Quilpué is called Ciudad del Sol because compared to Valparaíso, it has many more sunny days a year. It has metropolitan train, highway and bus connections to Viña del Mar and Valparaíso to the coast, and also towards inland cities. Since housing is cheaper in Quilpué, thousands of people commute every day to the coastal cities.

Quilpué is connected to Santiago through the Route 68, with an estimated travel time of 1.15h by car and 1.30h by inter-regional bus services, that departs and arrive mostly from Pajaritos metro and interchange station, west of the national capital.
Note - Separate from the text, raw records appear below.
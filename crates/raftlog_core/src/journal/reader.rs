//! Journal readers.

use super::segmented::JournalInner;
use crate::error::JournalResult;
use crate::mapper::{FromBytesMapper, Indexed};
use crate::segment::SegmentReader;
use parking_lot::Mutex;
use std::sync::Arc;

/// Position of one reader. Shared with the journal so that compaction and
/// writer resets can move it.
#[derive(Debug)]
pub(crate) struct ReaderCursor {
    commits_only: bool,
    reader: SegmentReader,
    next_index: u64,
}

impl ReaderCursor {
    fn open(journal: &JournalInner, index: u64, commits_only: bool) -> JournalResult<Self> {
        let segment = journal.segment(index)?;
        let mut cursor = Self {
            commits_only,
            next_index: segment.first_index(),
            reader: segment.reader(),
        };
        cursor.reset(journal, index)?;
        Ok(cursor)
    }

    pub(crate) fn next_index(&self) -> u64 {
        self.next_index
    }

    /// Positions the cursor so the next entry read is `index`, or the
    /// closest entry after it that exists.
    pub(crate) fn reset(&mut self, journal: &JournalInner, index: u64) -> JournalResult<()> {
        let segment = journal.segment(index)?;
        self.reader = segment.reader();
        self.next_index = segment.first_index();

        if let Some(position) = segment.lookup(index) {
            if position.index >= self.next_index {
                self.reader.set_position(position.position)?;
                self.next_index = position.index;
            }
        }

        let last_index = segment.last_index();
        while self.next_index < index && self.next_index <= last_index {
            if self.reader.next_entry(|_| ())?.is_none() {
                break;
            }
            self.next_index += 1;
        }
        Ok(())
    }

    fn next<R>(
        &mut self,
        journal: &JournalInner,
        mut f: impl FnMut(u64, &[u8]) -> R,
    ) -> JournalResult<Option<(u64, R)>> {
        journal.ensure_open()?;
        let index = self.next_index;
        if self.commits_only && index > journal.commit_index() {
            return Ok(None);
        }

        if index > self.reader.segment().last_index() {
            let Some(next) = journal.next_segment(self.reader.segment().first_index()) else {
                return Ok(None);
            };
            if next.first_index() != index {
                return Ok(None);
            }
            self.reader = next.reader();
            if index > next.last_index() {
                return Ok(None);
            }
        }

        match self.reader.next_entry(|bytes| f(index, bytes))? {
            Some(value) => {
                self.next_index += 1;
                Ok(Some((index, value)))
            }
            None => Ok(None),
        }
    }
}

/// Reads entries from a journal in index order.
///
/// Readers see entries as soon as they are appended. A commits reader only
/// sees entries up to the journal's commit index. Dropping the reader
/// detaches it from the journal.
///
/// ```rust
/// use raftlog_core::{BytesMapper, JournalConfig, SegmentedJournal};
///
/// let dir = tempfile::tempdir().unwrap();
/// let journal = SegmentedJournal::open(JournalConfig::new().directory(dir.path())).unwrap();
/// let mut writer = journal.writer().unwrap();
/// for entry in [&b"a"[..], b"b", b"c"] {
///     writer.append(&BytesMapper, entry).unwrap();
/// }
///
/// let mut reader = journal.open_reader(2).unwrap();
/// let entry = reader.next_indexed(&BytesMapper).unwrap().unwrap();
/// assert_eq!(entry.index, 2);
/// assert_eq!(entry.entry, b"b");
/// ```
#[derive(Debug)]
pub struct EntryReader {
    id: u64,
    journal: Arc<JournalInner>,
    cursor: Arc<Mutex<ReaderCursor>>,
    commits_only: bool,
}

impl EntryReader {
    pub(super) fn open(
        journal: &Arc<JournalInner>,
        index: u64,
        commits_only: bool,
    ) -> JournalResult<Self> {
        journal.ensure_open()?;
        let cursor = Arc::new(Mutex::new(ReaderCursor::open(journal, index, commits_only)?));
        let id = journal.register_reader(Arc::clone(&cursor));
        Ok(Self {
            id,
            journal: Arc::clone(journal),
            cursor,
            commits_only,
        })
    }

    /// Returns the index the next call to [`Self::next`] would read.
    #[must_use]
    pub fn next_index(&self) -> u64 {
        self.cursor.lock().next_index()
    }

    /// Returns whether this reader stops at the commit index.
    #[must_use]
    pub fn is_commits_reader(&self) -> bool {
        self.commits_only
    }

    /// Reads the next entry, or `None` at the end of the journal.
    ///
    /// # Errors
    ///
    /// Returns the mapper's error, a storage error, or
    /// [`JournalError::Closed`](crate::JournalError::Closed).
    pub fn next<T, M>(&mut self, mapper: &M) -> JournalResult<Option<T>>
    where
        M: FromBytesMapper<T> + ?Sized,
    {
        Ok(self.next_indexed(mapper)?.map(|indexed| indexed.entry))
    }

    /// Reads the next entry together with its index.
    ///
    /// # Errors
    ///
    /// Same as [`Self::next`].
    pub fn next_indexed<T, M>(&mut self, mapper: &M) -> JournalResult<Option<Indexed<T>>>
    where
        M: FromBytesMapper<T> + ?Sized,
    {
        let mut cursor = self.cursor.lock();
        match cursor.next(&self.journal, |index, bytes| mapper.from_bytes(index, bytes))? {
            Some((index, entry)) => Ok(Some(Indexed::new(index, entry?))),
            None => Ok(None),
        }
    }

    /// Moves the reader so the next entry read is `index`.
    ///
    /// # Errors
    ///
    /// Returns a storage error or
    /// [`JournalError::Closed`](crate::JournalError::Closed).
    pub fn reset(&mut self, index: u64) -> JournalResult<()> {
        self.journal.ensure_open()?;
        self.cursor.lock().reset(&self.journal, index)
    }

    /// Moves the reader back to the first entry of the journal.
    ///
    /// # Errors
    ///
    /// Same as [`Self::reset`].
    pub fn rewind(&mut self) -> JournalResult<()> {
        let first_index = self.journal.first_index();
        self.reset(first_index)
    }

    /// Detaches the reader from the journal.
    pub fn close(self) {}
}

impl Drop for EntryReader {
    fn drop(&mut self) {
        self.journal.deregister_reader(self.id);
    }
}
Local attractions include a Zoo (only one of the Valparaíso Region), and the rural towns of Colliguay and the Marga-Marga Valley, both with facilities for camping and hiking.

City facts
Surface area: 
Population: 128,579 (67,249 females and 61,329 males) – 8.35% of the 5th Region's population.
Urban population: 98.69%
Rural population: 1.31%
(Source: 2002 census)

History
Indigenous peoples had settled the area long before Governor Pedro de Valdivia gave the land to Rodrigo de Araya in 1547. Mining was the main economic activity for many years, until the land was further divided in the 17th century.

Administration
Quilpué was made province capital when the Marga Marga province became effective March 11, 2010. The province was created by Law 20,368 on August 25, 2009.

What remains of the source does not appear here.